● Extracted material
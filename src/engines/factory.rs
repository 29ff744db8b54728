// Copyright (c) 2025 Kirky.X
//
// Licensed under the MIT License
// See LICENSE file in the project root for full license information.

use std::collections::HashMap;
use std::sync::Arc;
use tracing::info;

use crate::config::settings::Settings;
use crate::engines::firecrawl_engine::FirecrawlEngine;
use crate::engines::reader_engine::ReaderEngine;
use crate::engines::traits::{ProviderError, ProviderKind, ScrapeProvider};

/// 抓取提供方注册表
///
/// 按 `ProviderKind` 分派到具体实现
#[derive(Clone, Default)]
pub struct ProviderFactory {
    providers: HashMap<ProviderKind, Arc<dyn ScrapeProvider>>,
    default_kind: ProviderKind,
}

impl ProviderFactory {
    pub fn new(default_kind: ProviderKind) -> Self {
        Self {
            providers: HashMap::new(),
            default_kind,
        }
    }

    /// 根据配置创建全部提供方
    pub fn from_settings(settings: &Settings) -> Result<Self, ProviderError> {
        let reader = ReaderEngine::new(&settings.reader, &settings.crawl)?;
        let firecrawl = FirecrawlEngine::new(&settings.firecrawl, &settings.crawl)?;

        if settings.firecrawl.api_key.is_none() {
            info!("Firecrawl API key not set, requests will be sent unauthenticated");
        }

        Ok(Self::new(settings.crawl.default_provider)
            .with_provider(Arc::new(reader))
            .with_provider(Arc::new(firecrawl)))
    }

    /// 注册提供方，同类型的已有实现会被替换
    pub fn with_provider(mut self, provider: Arc<dyn ScrapeProvider>) -> Self {
        self.providers.insert(provider.kind(), provider);
        self
    }

    pub fn default_kind(&self) -> ProviderKind {
        self.default_kind
    }

    /// 解析请求使用的提供方类型
    pub fn resolve_kind(&self, requested: Option<ProviderKind>) -> ProviderKind {
        requested.unwrap_or(self.default_kind)
    }

    pub fn get(&self, kind: ProviderKind) -> Result<Arc<dyn ScrapeProvider>, ProviderError> {
        self.providers
            .get(&kind)
            .cloned()
            .ok_or_else(|| ProviderError::NotConfigured(kind.to_string()))
    }
}
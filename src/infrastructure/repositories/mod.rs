// Copyright (c) 2025 Kirky.X
//
// Licensed under the MIT License
// See LICENSE file in the project root for full license information.

/// 仓库实现模块
///
/// 基于SeaORM的领域仓库接口实现
pub mod seo_settings_repo_impl;
pub mod workflow_run_repo_impl;
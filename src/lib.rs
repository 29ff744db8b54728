// Copyright (c) 2025 Kirky.X
//
// Licensed under the MIT License
// See LICENSE file in the project root for full license information.

/// 应用程序模块
///
/// 请求DTO与爬取用例
pub mod application;

/// 客户端模块
///
/// 运行状态轮询客户端
pub mod client;

/// 配置模块
///
/// 处理应用程序的配置设置和环境变量
pub mod config;

/// 领域模块
///
/// 包含核心业务实体、服务和仓库接口
pub mod domain;

/// 引擎模块
///
/// 抓取提供方及其并发批量抓取
pub mod engines;

/// 基础设施模块
///
/// 数据库、指标与仓库实现
pub mod infrastructure;

/// 表示层模块
///
/// 处理HTTP请求和响应，包括路由、处理器和中间件
pub mod presentation;

/// 工具模块
///
/// 提供通用的工具函数和辅助功能
pub mod utils;

/// 工作器模块
///
/// 工作流执行与后台任务管理
pub mod workers;
// Copyright (c) 2025 Kirky.X
//
// Licensed under the MIT License
// See LICENSE file in the project root for full license information.

/// 领域模型模块
///
/// - 发现结果（discovery）：URL发现链的输出
/// - 页面（page）：抓取的页面内容与聚合结果
/// - SEO（seo）：行业枚举、分析结果与客户设置
/// - 工作流（workflow）：运行状态机与步骤记录
pub mod discovery;
pub mod page;
pub mod seo;
pub mod workflow;
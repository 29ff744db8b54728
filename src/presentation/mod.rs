// Copyright (c) 2025 Kirky.X
//
// Licensed under the MIT License
// See LICENSE file in the project root for full license information.

pub mod errors;
pub mod handlers;
pub mod middleware;
pub mod routes;
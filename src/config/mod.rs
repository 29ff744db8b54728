// Copyright (c) 2025 Kirky.X
//
// Licensed under the MIT License
// See LICENSE file in the project root for full license information.

/// 配置模块
///
/// 分层加载服务器、数据库、爬取、分析与提供方配置
pub mod settings;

● Task brief
Starting at the line that has "pub mod application;" in the records above, restate word for word every line until the one that has "pub mod workflow;", and include that one as well.

● Answer
pub mod application;

/// 客户端模块
///
/// 运行状态轮询客户端
pub mod client;

/// 配置模块
///
/// 处理应用程序的配置设置和环境变量
pub mod config;

/// 领域模块
///
/// 包含核心业务实体、服务和仓库接口
pub mod domain;

/// 引擎模块
///
/// 抓取提供方及其并发批量抓取
pub mod engines;

/// 基础设施模块
///
/// 数据库、指标与仓库实现
pub mod infrastructure;

/// 表示层模块
///
/// 处理HTTP请求和响应，包括路由、处理器和中间件
pub mod presentation;

/// 工具模块
///
/// 提供通用的工具函数和辅助功能
pub mod utils;

/// 工作器模块
///
/// 工作流执行与后台任务管理
pub mod workers;
// Copyright (c) 2025 Kirky.X
//
// Licensed under the MIT License
// See LICENSE file in the project root for full license information.

/// 领域模型模块
///
/// - 发现结果（discovery）：URL发现链的输出
/// - 页面（page）：抓取的页面内容与聚合结果
/// - SEO（seo）：行业枚举、分析结果与客户设置
/// - 工作流（workflow）：运行状态机与步骤记录
pub mod discovery;
pub mod page;
pub mod seo;
pub mod workflow;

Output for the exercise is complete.